Page three is a very important place in the newspaper, and should have been dedicated to all the important things that are going on in the world, including New Yorkers and New Jersey-ites rushing to the rescue of Hurricane Sandy’s victims, with businesses, clergy, schools, organizations, and restaurants volunteering time, efforts, and whatever could be donated to help these unfortunate, now-homeless victims.
That makes a heck of a lot more sense than putting the spotlight on the sour cream on Mr. Big’s lips.
I can’t speak for Chris North, but I will. I’m certain he wasn’t too happy with the obvious paparazzi-style intrusion. He looked more like a gangster than the handsome star he is, and his expression clearly stated “get outta here!” Perhaps the choice to hand in this photo was the cameraman’s revenge?
Even my lovely wife Sharon couldn’t believe it when I showed it to her over coffee and bagels that morning. She met Chris North when he was filming down on Chambers Street back when she was working, and she said the photo definitely didn’t do him justice. I mean, you could barely see his striking blue eyes.
I was so angry, I showed that page-three spread to everyone I rode into that day to see what they thought. The dozens of people I talked to all agreed: it was a waste of ink and paper.
Shame, shame, shame, on the Daily News!
Now’s the point in the column where I make an awkward segue to another point.
Speaking of shame, how about this here FEMA.
Well, I don’t think it’s doing enough and the guys that run it should take notice: that big “e” in your name stands for “emergency,” and not “elongated,” which is what this recovery is taking.

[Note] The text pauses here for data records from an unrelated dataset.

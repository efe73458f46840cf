use core::fmt;

/// A 64-bit time-ordered ID.
///
/// - 1 bit reserved (always zero)
/// - 41 bits timestamp (ms since the generator's epoch, see
///   [`DEFAULT_EPOCH`])
/// - 10 bits node ID
/// - 12 bits sequence
///
/// ```text
///  Bit Index:  63           63 62            22 21             12 11             0
///              +--------------+----------------+-----------------+---------------+
///  Field:      | reserved (1) | timestamp (41) |   node ID (10)  | sequence (12) |
///              +--------------+----------------+-----------------+---------------+
///              |<----------- MSB ---------- 64 bits ----------- LSB ------------>|
/// ```
///
/// Ordering follows the raw integer, so IDs sort by timestamp first, then node
/// ID, then sequence.
///
/// # Example
///
/// ```
/// use nodeflake::NodeflakeId;
///
/// // 5 ms after the epoch, node 3, first ID of that millisecond.
/// let id = NodeflakeId::from_components(5, 3, 0);
/// assert_eq!(id.to_raw(), 20_983_808);
/// assert_eq!(id.timestamp(), 5);
/// assert_eq!(id.node_id(), 3);
/// assert_eq!(id.sequence(), 0);
/// ```
///
/// [`DEFAULT_EPOCH`]: crate::DEFAULT_EPOCH
#[cfg_attr(feature = "serde", derive(serde::Serialize, serde::Deserialize))]
#[cfg_attr(feature = "serde", serde(transparent))]
#[derive(Copy, Clone, PartialEq, Eq, PartialOrd, Ord, Hash)]
pub struct NodeflakeId {
    id: u64,
}

impl NodeflakeId {
    /// Width of the node ID field.
    pub const NODE_ID_BITS: u32 = 10;

    /// Width of the sequence field.
    pub const SEQUENCE_BITS: u32 = 12;

    /// Width of the timestamp field.
    pub const TIMESTAMP_BITS: u32 = 41;

    /// Number of bits to shift the node ID to its correct position (bit 12).
    pub const NODE_ID_SHIFT: u32 = Self::SEQUENCE_BITS;

    /// Number of bits to shift the timestamp to its correct position (bit 22).
    pub const TIMESTAMP_SHIFT: u32 = Self::NODE_ID_BITS + Self::SEQUENCE_BITS;

    /// Bitmask for the 41-bit timestamp field, before shifting.
    pub const TIMESTAMP_MASK: u64 = (1 << Self::TIMESTAMP_BITS) - 1;

    /// Bitmask for the 10-bit node ID field, before shifting.
    pub const NODE_ID_MASK: u64 = (1 << Self::NODE_ID_BITS) - 1;

    /// Bitmask for the 12-bit sequence field.
    pub const SEQUENCE_MASK: u64 = (1 << Self::SEQUENCE_BITS) - 1;

    /// Largest timestamp that fits the layout.
    pub const MAX_TIMESTAMP: u64 = Self::TIMESTAMP_MASK;

    /// Largest accepted node ID (1023).
    pub const MAX_NODE_ID: u64 = Self::NODE_ID_MASK;

    /// Largest sequence value within one millisecond (4095).
    pub const MAX_SEQUENCE: u64 = Self::SEQUENCE_MASK;

    /// Packs the three fields into an ID. Each field is masked to its width.
    pub const fn from_components(timestamp: u64, node_id: u64, sequence: u64) -> Self {
        let timestamp = (timestamp & Self::TIMESTAMP_MASK) << Self::TIMESTAMP_SHIFT;
        let node_id = (node_id & Self::NODE_ID_MASK) << Self::NODE_ID_SHIFT;
        let sequence = sequence & Self::SEQUENCE_MASK;
        Self {
            id: timestamp | node_id | sequence,
        }
    }

    /// Extracts the timestamp (ms since the epoch) from the packed ID.
    pub const fn timestamp(&self) -> u64 {
        (self.id >> Self::TIMESTAMP_SHIFT) & Self::TIMESTAMP_MASK
    }

    /// Extracts the node ID from the packed ID.
    pub const fn node_id(&self) -> u64 {
        (self.id >> Self::NODE_ID_SHIFT) & Self::NODE_ID_MASK
    }

    /// Extracts the sequence number from the packed ID.
    pub const fn sequence(&self) -> u64 {
        self.id & Self::SEQUENCE_MASK
    }

    /// The packed 64-bit value.
    pub const fn to_raw(&self) -> u64 {
        self.id
    }

    /// Wraps a packed value, e.g. one read back from storage. No bits are
    /// checked or masked.
    pub const fn from_raw(raw: u64) -> Self {
        Self { id: raw }
    }

    /// Returns true if another ID fits in the current millisecond.
    pub(crate) const fn has_sequence_room(&self) -> bool {
        self.sequence() < Self::MAX_SEQUENCE
    }

    /// Returns a new ID with the sequence incremented.
    pub(crate) const fn increment_sequence(&self) -> Self {
        Self::from_components(self.timestamp(), self.node_id(), self.sequence() + 1)
    }

    /// Returns a new ID for a different timestamp with the sequence reset.
    pub(crate) const fn rollover_to_timestamp(&self, timestamp: u64) -> Self {
        Self::from_components(timestamp, self.node_id(), 0)
    }
}

impl From<NodeflakeId> for u64 {
    fn from(id: NodeflakeId) -> Self {
        id.to_raw()
    }
}

impl fmt::Display for NodeflakeId {
    fn fmt(&self, f: &mut fmt::Formatter<'_>) -> fmt::Result {
        write!(f, "{}", self.id)
    }
}

impl fmt::Debug for NodeflakeId {
    fn fmt(&self, f: &mut fmt::Formatter<'_>) -> fmt::Result {
        f.debug_struct("NodeflakeId")
            .field("id", &format_args!("{} (0x{:016x})", self.id, self.id))
            .field("timestamp", &self.timestamp())
            .field("node_id", &self.node_id())
            .field("sequence", &self.sequence())
            .finish()
    }
}

#[cfg(test)]
mod tests {
    use super::*;

    #[test]
    fn layout_constants() {
        assert_eq!(NodeflakeId::MAX_NODE_ID, 1023);
        assert_eq!(NodeflakeId::MAX_SEQUENCE, 4095);
        assert_eq!(NodeflakeId::NODE_ID_SHIFT, 12);
        assert_eq!(NodeflakeId::TIMESTAMP_SHIFT, 22);
        assert_eq!(
            NodeflakeId::TIMESTAMP_BITS + NodeflakeId::NODE_ID_BITS + NodeflakeId::SEQUENCE_BITS,
            63
        );
    }

    #[test]
    fn packs_reference_example() {
        // now = 1563700212005, epoch = 1563700212000
        let id = NodeflakeId::from_components(5, 3, 0);
        assert_eq!(id.to_raw(), (5 << 22) | (3 << 12));
        assert_eq!(id.to_raw(), 20_983_808);
    }

    #[test]
    fn max_fields_leave_reserved_bit_clear() {
        let id = NodeflakeId::from_components(
            NodeflakeId::MAX_TIMESTAMP,
            NodeflakeId::MAX_NODE_ID,
            NodeflakeId::MAX_SEQUENCE,
        );
        assert_eq!(id.to_raw(), u64::MAX >> 1);
        assert_eq!(id.timestamp(), NodeflakeId::MAX_TIMESTAMP);
        assert_eq!(id.node_id(), NodeflakeId::MAX_NODE_ID);
        assert_eq!(id.sequence(), NodeflakeId::MAX_SEQUENCE);
    }

    #[test]
    fn fields_are_masked() {
        let id = NodeflakeId::from_components(1, NodeflakeId::MAX_NODE_ID + 2, 0);
        assert_eq!(id.node_id(), 1);
        assert_eq!(id.timestamp(), 1);
    }

    #[test]
    fn increment_and_rollover() {
        let id = NodeflakeId::from_components(42, 7, 4094);
        assert!(id.has_sequence_room());

        let id = id.increment_sequence();
        assert_eq!(id.sequence(), 4095);
        assert!(!id.has_sequence_room());

        let id = id.rollover_to_timestamp(43);
        assert_eq!(id.timestamp(), 43);
        assert_eq!(id.node_id(), 7);
        assert_eq!(id.sequence(), 0);
    }

    #[test]
    fn ordering_is_time_first() {
        let earlier = NodeflakeId::from_components(10, 1023, 4095);
        let later = NodeflakeId::from_components(11, 0, 0);
        assert!(earlier < later);
    }

    #[test]
    fn debug_lists_fields() {
        let id = NodeflakeId::from_components(5, 3, 1);
        let debug = format!("{id:?}");
        assert!(debug.contains("timestamp: 5"));
        assert!(debug.contains("node_id: 3"));
        assert!(debug.contains("sequence: 1"));
        assert_eq!(id.to_string(), "20983809");
    }

    #[cfg(feature = "serde")]
    #[test]
    fn serde_uses_raw_integer() {
        let id = NodeflakeId::from_components(5, 3, 0);
        let json = serde_json::to_string(&id).unwrap();
        assert_eq!(json, "20983808");
        let back: NodeflakeId = serde_json::from_str(&json).unwrap();
        assert_eq!(back, id);
    }
}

Now, somewhat related to this story because Chris North also stars in the “Good Wife” — the hit TV series that I watch on Channel 2 on the old Zenith in the living room. It amazes me that this excellent show keeps it’s fans, because it constantly gets preempted thanks to a football game or another episode of the “Amazing Race.”
And this madness doesn’t stop with Channel 2 — even Channel 7 has the audacity to preempt the lottery mega drawing for football! OK, so if you’re a football or “Amazing Race” fan, you might say, “what’s the big deal?” Well, to those fans I say, “Hello, and welcome to the 21st century, where you tape shows for viewing whenever! It’s called a VCR, use it!”
When Eyewitness News delayed the Lotto drawing that was the straw that broke the camel’s back. I think that the state Lotto should consider moving to a more reliable channel!